Закончились многодневные допросы, подсудимым позволено сделать дополнения к судебному следствию — их последнее слово впереди. Дополнение, с которым первым выступил Фефер, явилось, в сущности, отрицанием всех его прошлых признаний. В продолжительной речи он старался снять с себя обвинения в шпионаже и измене Родине. Как бывший редактор «Эйникайт», а затем деловой руководитель ЕАК, он отрицал факт создания особой корреспондентской сети для снабжения американцев и всего буржуазного Запада секретными сведениями об СССР. Отказался от давнего своего обвинения Соломона Михоэлса в руководстве журналистами «Эйникайт» и инструктаже их с целью активизации шпионской работы. «Ни одна статья, — утверждал он теперь, — не была отослана без разрешения Главлита или контрольной редакции ЦК ВКП(б)»[226]. С неожиданной резкостью нападал он на «ложные и недобросовестные» выводы экспертизы, касающиеся как политики, так и чисто литературных вопросов. «Эксперты, — по словам Фефера, — подошли к делу тенденциозно». Подробно и совсем по-другому, чем прежде, была изложена поездка в США: исчезли сговор с реакционерами Америки (даже не упоминался «крымский проект»), обязательство верой и правдой служить заокеанским хозяевам — все то, о чем прежде подробно и добровольно показывал следствию Фефер. Теперь он говорил о том, как славно потрудились они с Михоэлсом в «интересах страны и победы над фашизмом», как «были использованы в этих интересах все без исключения встречи его и Михоэлса во время их поездки 1948 года». Напомнил, что их вызывал в Вашингтон Громыко и объявил, что ими «проведена большая работа, которая вызвала огромную симпатию к СССР»[227]. Фефер проникся вдруг несчастной судьбой Эмилии Теумин, оговоренной им же, и, сжалившись над ней, заявил, что отрицает «какие-либо разговоры с Теумин, направленные против Советского правительства. Мы с Теумин почти незнакомы», — признавался он.
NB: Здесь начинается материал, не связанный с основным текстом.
//! `std::io` adapters so an [`EditableBuffer`] plugs into `io::copy`, readers
//! and writers. End of data maps to `Ok(0)` on read.
use crate::block::store::BlockStore;
use crate::buffer::editable::EditableBuffer;

impl<S: BlockStore> std::io::Read for EditableBuffer<S> {
    fn read(&mut self, buf: &mut [u8]) -> std::io::Result<usize> {
        Ok(EditableBuffer::<S>::read(self, buf)?.len())
    }
}

impl<S: BlockStore> std::io::Write for EditableBuffer<S> {
    fn write(&mut self, buf: &[u8]) -> std::io::Result<usize> {
        Ok(EditableBuffer::<S>::write(self, buf)?)
    }

    fn flush(&mut self) -> std::io::Result<()> {
        Ok(())
    }
}

impl<S: BlockStore> std::io::Seek for EditableBuffer<S> {
    fn seek(&mut self, pos: std::io::SeekFrom) -> std::io::Result<u64> {
        let (offset, whence) = match pos {
            std::io::SeekFrom::Start(offset) => (
                <u64 as TryInto<i64>>::try_into(offset)
                    .map_err(crate::errors::BlockError::from)?,
                crate::enums::Whence::Start,
            ),
            std::io::SeekFrom::Current(offset) => (offset, crate::enums::Whence::Current),
            std::io::SeekFrom::End(offset) => (offset, crate::enums::Whence::End),
        };

        Ok(EditableBuffer::<S>::seek(self, offset, whence)?)
    }
}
Поздно! Непоправимо поздно. «Бомба» не взорвалась, подсудимые не умилились речью Фефера, не покаянной по тону, а деловой, собранной — будто все недоброе о журналистах, к этому времени уже расстрелянных Персове или Мириам Железновой-Айзенштадт, о Михоэлсе и множестве других сочинил не он, а кто-то другой.

Суду было уже не до откровений Фефера. Его давние показания, хотя и опровергаемые в ходе суда подсудимыми, легли в фундамент всего обвинения, и было бы безрассудно, на взгляд Лубянки, разрушать это основание.

Фефер обнаружил, что его речь не услышана. Не оспорена, просто не услышана, ибо время миновало, суд шел к концу, и за Фефером закрепились преступления, в которых он признался 13 января 1949 года и подтверждал неизменно год за годом.

Он не услышан, он — шпион, руководитель антисоветского националистического подполья. Здесь не прочтешь вслух поминального панегирика Михоэлсу, в организм следствия и суда вживлены другие, злобные оценки выдающегося художника сцены: «матерый националист», «маленький националистический вождь еврейского народа», «борец против ассимиляции», «ненавистник партии», превративший «еврейский театр в антисоветскую трибуну», «в орудие нашей враждебной работы». «Михоэлс не раз говорил мне, что еврейский театр — это наша повседневная трибуна для националистической пропаганды», — показал Фефер майору Кузьмину 18 декабря 1950 года. Ложь трех с половиной лет ни стереть было; ни вывести, как случайное пятно.

Фефер заметался. Надо дать знать судьям-генералам, кто он. Процесс показал, что Лубянка хранит свои тайны глухо. Суд и Лубянка не «дружат», и не сразу поймешь, хорошо это для него или плохо, дает надежду или отнимает ее. Хотя заседания проходят на Лубянке, Чепцов и его генералы не знают всей правды, не учитывают, что Фефер говорил по долгу службы то, чего требовал от него Абакумов, а следом и Лихачев, и Комаров, и Рюмин, и более всего — Инстанция. Он не смел ослушаться, он боялся, у него не было другого выхода…

Фефер настойчиво попросил закрытого заседания суда, и 6 июля, удалив всех других подсудимых, суд слушал его.